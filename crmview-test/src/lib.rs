mod mock;

pub use mock::{record, records, MockApi, RecordedCall};
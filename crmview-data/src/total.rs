use crmview_core::RemoteApi;

use crate::context::RequestContext;
use crate::query::QueryArgs;

/// Total number of records of the current list, for pagination.
///
/// `args` are the query arguments the listing ran with, after every
/// `query_parameters` stage, so the count sees the same filters. Lists of
/// other content types keep `default`. External lists ask the data
/// processor's count action instead. Any failure, including a missing or
/// unknown data processor, counts as `0` rather than `default` so stale
/// totals are never shown.
pub async fn resolve_total<A: RemoteApi>(
    api: &A,
    ctx: &mut RequestContext,
    args: &QueryArgs,
    default: u64,
) -> u64 {
    if !args.is_external() {
        return default;
    }
    let Some(id) = args.data_processor_id.as_deref().filter(|id| !id.is_empty()) else {
        return 0;
    };
    let Some(processor) = ctx.processor(api, id).await else {
        return 0;
    };

    let params = args.api_params.clone().unwrap_or_default().to_value();
    match api.call(&processor.entity, &processor.count_action, params).await {
        Ok(response) if !response.is_error => response
            .as_count()
            .unwrap_or(response.values.len() as u64),
        Ok(response) => {
            tracing::warn!(
                entity = %processor.entity,
                action = %processor.count_action,
                error = response.error_message.as_deref().unwrap_or("unknown error"),
                "count call failed"
            );
            0
        }
        Err(err) => {
            tracing::warn!(
                entity = %processor.entity,
                action = %processor.count_action,
                error = %err,
                "count call failed"
            );
            0
        }
    }
}
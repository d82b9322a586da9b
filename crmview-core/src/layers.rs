use tracing_subscriber::EnvFilter;

/// Initialize the global tracing subscriber with sensible defaults.
///
/// Reads the `RUST_LOG` environment variable for filtering. Falls back to
/// `info` when the variable is not set or cannot be parsed.
pub fn init_tracing() {
    tracing_subscriber::fmt()
        .with_env_filter(EnvFilter::try_from_default_env().unwrap_or_else(|_| EnvFilter::new("info")))
        .init();
}
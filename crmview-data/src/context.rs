use std::collections::HashMap;
use std::sync::Arc;

use crmview_core::config::{ConfigError, ConfigProperties, ViewConfig};
use crmview_core::RemoteApi;

use crate::processor::{fetch_processor, DataProcessor};
use crate::query::ListQueryConfig;
use crate::schema::{fetch_schema, FieldSchema};
use crate::settings::ViewSettings;

/// Everything one list request knows, plus what it has already resolved.
///
/// Built fresh for every request and handed `&mut` to each stage. Resolved
/// data processors and field schemas are memoized here so each is fetched
/// at most once per request; nothing outlives the request.
#[derive(Debug, Clone)]
pub struct RequestContext {
    settings: ViewSettings,
    posted_query: Option<String>,
    offset: Option<u64>,
    base_url: Option<String>,
    processors: HashMap<String, Option<DataProcessor>>,
    schemas: HashMap<String, Arc<FieldSchema>>,
}

impl RequestContext {
    pub fn new(settings: ViewSettings) -> Self {
        let base_url = settings.base_url().map(str::to_string);
        Self {
            settings,
            posted_query: None,
            offset: None,
            base_url,
            processors: HashMap::new(),
            schemas: HashMap::new(),
        }
    }

    /// Context for the list described by the `view.*` settings.
    pub fn from_config(config: &ViewConfig) -> Result<Self, ConfigError> {
        Ok(Self::new(ViewSettings::from_config(config)?))
    }

    /// Attach the URL-encoded filter payload posted with the request.
    pub fn with_posted_query(mut self, payload: impl Into<String>) -> Self {
        let payload = payload.into();
        self.posted_query = (!payload.is_empty()).then_some(payload);
        self
    }

    pub fn with_offset(mut self, offset: u64) -> Self {
        self.offset = Some(offset);
        self
    }

    pub fn set_offset(&mut self, offset: Option<u64>) {
        self.offset = offset;
    }

    pub fn settings(&self) -> &ViewSettings {
        &self.settings
    }

    pub fn posted_query(&self) -> Option<&str> {
        self.posted_query.as_deref()
    }

    pub fn offset(&self) -> Option<u64> {
        self.offset
    }

    /// Whether the list is of the external content type.
    pub fn is_external(&self) -> bool {
        self.settings.is_external()
    }

    /// The detail-page base URL, `None` when unset or blank.
    pub fn base_url(&self) -> Option<&str> {
        self.base_url.as_deref()
    }

    /// List parameters for this request at `offset`.
    pub fn list_query_config(&self, offset: Option<u64>) -> ListQueryConfig {
        let config = ListQueryConfig::from_settings(&self.settings).offset(offset);
        match &self.posted_query {
            Some(payload) => config.posted_query(payload),
            None => config,
        }
    }

    /// Resolve data processor `id`, fetching it on first use.
    pub async fn processor<A: RemoteApi>(&mut self, api: &A, id: &str) -> Option<DataProcessor> {
        if let Some(cached) = self.processors.get(id) {
            return cached.clone();
        }
        let resolved = fetch_processor(api, id).await;
        self.processors.insert(id.to_string(), resolved.clone());
        resolved
    }

    /// Field schema of data processor `id`, fetching it on first use.
    ///
    /// An unknown processor or a failed lookup gives an empty schema, which
    /// is memoized like any other.
    pub async fn schema<A: RemoteApi>(&mut self, api: &A, id: &str) -> Arc<FieldSchema> {
        if let Some(cached) = self.schemas.get(id) {
            return Arc::clone(cached);
        }
        let schema = match self.processor(api, id).await {
            Some(processor) => fetch_schema(api, &processor).await,
            None => FieldSchema::default(),
        };
        let schema = Arc::new(schema);
        self.schemas.insert(id.to_string(), Arc::clone(&schema));
        schema
    }
}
- - - - - - -
Work instructions: All of the material must be written out again exactly.

Written response:
filename crmview-test/src/lib.rs
mod mock;

pub use mock::{record, records, MockApi, RecordedCall};
filename crmview-data/src/total.rs
use crmview_core::RemoteApi;

use crate::context::RequestContext;
use crate::query::QueryArgs;

/// Total number of records of the current list, for pagination.
///
/// `args` are the query arguments the listing ran with, after every
/// `query_parameters` stage, so the count sees the same filters. Lists of
/// other content types keep `default`. External lists ask the data
/// processor's count action instead. Any failure, including a missing or
/// unknown data processor, counts as `0` rather than `default` so stale
/// totals are never shown.
pub async fn resolve_total<A: RemoteApi>(
    api: &A,
    ctx: &mut RequestContext,
    args: &QueryArgs,
    default: u64,
) -> u64 {
    if !args.is_external() {
        return default;
    }
    let Some(id) = args.data_processor_id.as_deref().filter(|id| !id.is_empty()) else {
        return 0;
    };
    let Some(processor) = ctx.processor(api, id).await else {
        return 0;
    };

    let params = args.api_params.clone().unwrap_or_default().to_value();
    match api.call(&processor.entity, &processor.count_action, params).await {
        Ok(response) if !response.is_error => response
            .as_count()
            .unwrap_or(response.values.len() as u64),
        Ok(response) => {
            tracing::warn!(
                entity = %processor.entity,
                action = %processor.count_action,
                error = response.error_message.as_deref().unwrap_or("unknown error"),
                "count call failed"
            );
            0
        }
        Err(err) => {
            tracing::warn!(
                entity = %processor.entity,
                action = %processor.count_action,
                error = %err,
                "count call failed"
            );
            0
        }
    }
}
repository d82b9322a586da9b
filename crmview-core/src/layers.rs
use tracing_subscriber::EnvFilter;

/// Initialize the global tracing subscriber with sensible defaults.
///
/// Reads the `RUST_LOG` environment variable for filtering. Falls back to
/// `info` when the variable is not set or cannot be parsed.
pub fn init_tracing() {
    tracing_subscriber::fmt()
        .with_env_filter(EnvFilter::try_from_default_env().unwrap_or_else(|_| EnvFilter::new("info")))
        .init();
}
filename crmview-data/src/context.rs
use std::collections::HashMap;
use std::sync::Arc;

use crmview_core::config::{ConfigError, ConfigProperties, ViewConfig};
use crmview_core::RemoteApi;

use crate::processor::{fetch_processor, DataProcessor};
use crate::query::ListQueryConfig;
use crate::schema::{fetch_schema, FieldSchema};
use crate::settings::ViewSettings;

/// Everything one list request knows, plus what it has already resolved.
///
/// Built fresh for every request and handed `&mut` to each stage. Resolved
/// data processors and field schemas are memoized here so each is fetched
/// at most once per request; nothing outlives the request.
#[derive(Debug, Clone)]
pub struct RequestContext {
    settings: ViewSettings,
    posted_query: Option<String>,
    offset: Option<u64>,
    base_url: Option<String>,
    processors: HashMap<String, Option<DataProcessor>>,
    schemas: HashMap<String, Arc<FieldSchema>>,
}

impl RequestContext {
    pub fn new(settings: ViewSettings) -> Self {
        let base_url = settings.base_url().map(str::to_string);
        Self {
            settings,
            posted_query: None,
            offset: None,
            base_url,
            processors: HashMap::new(),
            schemas: HashMap::new(),
        }
    }

    /// Context for the list described by the `view.*` settings.
    pub fn from_config(config: &ViewConfig) -> Result<Self, ConfigError> {
        Ok(Self::new(ViewSettings::from_config(config)?))
    }

    /// Attach the URL-encoded filter payload posted with the request.
    pub fn with_posted_query(mut self, payload: impl Into<String>) -> Self {
        let payload = payload.into();
        self.posted_query = (!payload.is_empty()).then_some(payload);
        self
    }

    pub fn with_offset(mut self, offset: u64) -> Self {
        self.offset = Some(offset);
        self
    }

    pub fn set_offset(&mut self, offset: Option<u64>) {
        self.offset = offset;
    }

    pub fn settings(&self) -> &ViewSettings {
        &self.settings
    }

    pub fn posted_query(&self) -> Option<&str> {
        self.posted_query.as_deref()
    }

    pub fn offset(&self) -> Option<u64> {
        self.offset
    }

    /// Whether the list is of the external content type.
    pub fn is_external(&self) -> bool {
        self.settings.is_external()
    }

    /// The detail-page base URL, `None` when unset or blank.
    pub fn base_url(&self) -> Option<&str> {
        self.base_url.as_deref()
    }

    /// List parameters for this request at `offset`.
    pub fn list_query_config(&self, offset: Option<u64>) -> ListQueryConfig {
        let config = ListQueryConfig::from_settings(&self.settings).offset(offset);
        match &self.posted_query {
            Some(payload) => config.posted_query(payload),
            None => config,
        }
    }

    /// Resolve data processor `id`, fetching it on first use.
    pub async fn processor<A: RemoteApi>(&mut self, api: &A, id: &str) -> Option<DataProcessor> {
        if let Some(cached) = self.processors.get(id) {
            return cached.clone();
        }
        let resolved = fetch_processor(api, id).await;
        self.processors.insert(id.to_string(), resolved.clone());
        resolved
    }

    /// Field schema of data processor `id`, fetching it on first use.
    ///
    /// An unknown processor or a failed lookup gives an empty schema, which
    /// is memoized like any other.
    pub async fn schema<A: RemoteApi>(&mut self, api: &A, id: &str) -> Arc<FieldSchema> {
        if let Some(cached) = self.schemas.get(id) {
            return Arc::clone(cached);
        }
        let schema = match self.processor(api, id).await {
            Some(processor) => fetch_schema(api, &processor).await,
            None => FieldSchema::default(),
        };
        let schema = Arc::new(schema);
        self.schemas.insert(id.to_string(), Arc::clone(&schema));
        schema
    }
}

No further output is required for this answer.